Organized by Taiwan Living Arts Foundation, C-LAB Future Media Arts Festival features an eclectic mix of exhibitions carefully crafted to allow attendees to experience this future technology through audiovisual media, installations, theater, performances, lectures, and seminars. Several of the installations explore technology’s present, past, and future. The Festival’s online platform debuts in “Unzip C-LAB.” Using interaction through its exhibits and events, C-LAB invites viewers to explore and contemplate our relationship to technology. It also offers its global audience hands-on practice by means of workshops, lectures, and forums to demystify the coding that makes it.
In Sugar Foot, an animated video from American experimental rock group, Battles, Transformer-style robots from present-day Earth band together to fight Covid-19. When it looks as if the battle is lost, Earth transforms to unleash its secret musical weapon to destroy the virus and win the day. NFTs and NFT trading undergo a closer look in TFN-Technological Finding Netbot. This production, co-produced with Hong Kong–based Microwave International New Media Arts Festival, investigates the effects of decentralization and antiauthoritarian control of blockchain and digital currencies on our economies.

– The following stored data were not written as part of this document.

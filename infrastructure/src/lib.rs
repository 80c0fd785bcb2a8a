//! Infrastructure layer for toolcall-agent
//!
//! This crate contains adapters that implement the ports defined
//! in the application layer: the OpenAI-compatible LLM gateway, the
//! concrete tools, the JSONL run log, and configuration file loading.

pub mod config;
pub mod logging;
pub mod openai;
pub mod tools;

#[cfg(test)]
pub(crate) mod test_support;

// Re-export commonly used types
pub use config::{
    ConfigLoader, ConfigValidationError, FileAgentConfig, FileConfig, FileLlmConfig,
    FileLoggingConfig, FileOutputConfig, FileToolsConfig,
};
pub use logging::{JsonlRunEventLogger, RunLogError};
pub use openai::{OpenAiConfig, OpenAiGateway, OpenAiSession};
pub use tools::{
    CalculatorTool, PdfSummarizerTool, RagTool, SearchTool, SystemTool, WeatherTool,
    default_registry, http_client,
};
//! OpenAI-compatible LLM Gateway implementation

use crate::config::FileLlmConfig;
use crate::openai::session::OpenAiSession;
use async_trait::async_trait;
use std::time::Duration;
use toolcall_application::{GatewayError, LlmAvailability, LlmGateway, LlmSession};
use tracing::info;

/// Connection settings for an OpenAI-compatible endpoint
#[derive(Debug, Clone, PartialEq)]
pub struct OpenAiConfig {
    pub api_key: Option<String>,
    pub base_url: String,
    pub model: String,
    pub temperature: f32,
    pub max_tokens: u32,
    pub timeout: Duration,
}

impl From<&FileLlmConfig> for OpenAiConfig {
    fn from(config: &FileLlmConfig) -> Self {
        Self {
            api_key: config.api_key().map(String::from),
            base_url: config.base_url.trim_end_matches('/').to_string(),
            model: config.model.clone(),
            temperature: config.temperature,
            max_tokens: config.max_tokens,
            timeout: Duration::from_secs(config.timeout_secs),
        }
    }
}

impl OpenAiConfig {
    pub(crate) fn completions_url(&self) -> String {
        format!("{}/chat/completions", self.base_url)
    }
}

/// LLM Gateway implementation for OpenAI-compatible chat completion APIs
pub struct OpenAiGateway {
    config: OpenAiConfig,
    client: reqwest::Client,
}

impl OpenAiGateway {
    /// Create a gateway. Construction succeeds without an API key; the
    /// gateway then declares itself unavailable.
    pub fn new(config: OpenAiConfig) -> Result<Self, GatewayError> {
        let client = reqwest::Client::builder()
            .timeout(config.timeout)
            .build()
            .map_err(|e| {
                GatewayError::ConnectionError(format!("Failed to create HTTP client: {}", e))
            })?;

        info!(
            model = %config.model,
            base_url = %config.base_url,
            has_key = config.api_key.is_some(),
            "OpenAiGateway initialized"
        );

        Ok(Self { config, client })
    }

    pub fn config(&self) -> &OpenAiConfig {
        &self.config
    }
}

#[async_trait]
impl LlmGateway for OpenAiGateway {
    fn availability(&self) -> LlmAvailability {
        match self.config.api_key {
            Some(_) => LlmAvailability::Available {
                model: self.config.model.clone(),
            },
            None => LlmAvailability::Unavailable {
                reason: "no API key configured (set OPENAI_API_KEY or llm.api_key)".to_string(),
            },
        }
    }

    async fn create_session_with_system_prompt(
        &self,
        system_prompt: &str,
    ) -> Result<Box<dyn LlmSession>, GatewayError> {
        let Some(api_key) = self.config.api_key.clone() else {
            return Err(GatewayError::Unavailable(
                "no API key configured".to_string(),
            ));
        };

        Ok(Box::new(OpenAiSession::new(
            self.client.clone(),
            self.config.clone(),
            api_key,
            system_prompt,
        )))
    }
}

Artificial intelligence is also at play in many festival offerings. In Big Dada: Public Faces, American artists Bill Posters and Daniel Howe create deep fake using AI-synthesized celebrities to spread misinformation. AI and real-time imaging transform winding rivers on Earth’s surface into beautiful sound and visual installations in German-based onformative’s work, Meandering River. Taiwanese artist Huang Yu-Hsiung also uses machine learning to transform sounds and trajectories into mesmerizing images, while American artist Kiel D. Mutschelknaus creates the ultimate collage of interactivity and design in Space Type Generator.

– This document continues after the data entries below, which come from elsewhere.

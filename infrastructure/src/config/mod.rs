//! Configuration file loading for toolcall-agent
//!
//! This module handles file I/O and merging of configuration from multiple sources.
//! The priority order (highest to lowest):
//!
//! 1. `TOOLCALL_*` environment variables
//! 2. `--config <path>` specified file
//! 3. Project root: `./toolcall.toml` or `./.toolcall.toml`
//! 4. XDG config: `$XDG_CONFIG_HOME/toolcall-agent/config.toml`
//! 5. Default values

mod file_config;
mod loader;

pub use file_config::{
    ConfigValidationError, DEFAULT_BASE_URL, DEFAULT_MODEL, FileAgentConfig, FileConfig,
    FileLlmConfig, FileLoggingConfig, FileOutputConfig, FileToolsConfig,
};
pub use loader::ConfigLoader;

C-LAB was initiated in 2018 by the Taiwan Living Arts Foundation with a mission to provide an open and inclusive cultural landscape to promote innovation, experimentation, and international exchange. The physical site was once a military base and, before that, a research institute that was taken back after the Japanese colonial era ended. It has since transformed into a hub of art, tech, science, and music collaboration. There, you’ll find a contemporary art platform, a technology media platform, a sound lab, a social innovation lab, and research laboratories for high-performance computing, with many more facilities to come.
Among the innovations in the lineup is “Future Vision Lab,” which runs parallel to the festival; it features The Dome, a hemispherical experiential space for immersive audio performances and projections. Presentations there will include one lecture and fourteen performances of open calls, invited and self-produced art, music, hand-drawn animation, and theater programs. Four experimental works from Arts and Technology: Creative Innovation and Counseling Project will also screen during the Festival to showcase Taiwanese creative energy in audiovisual, installation, theater, and art activism.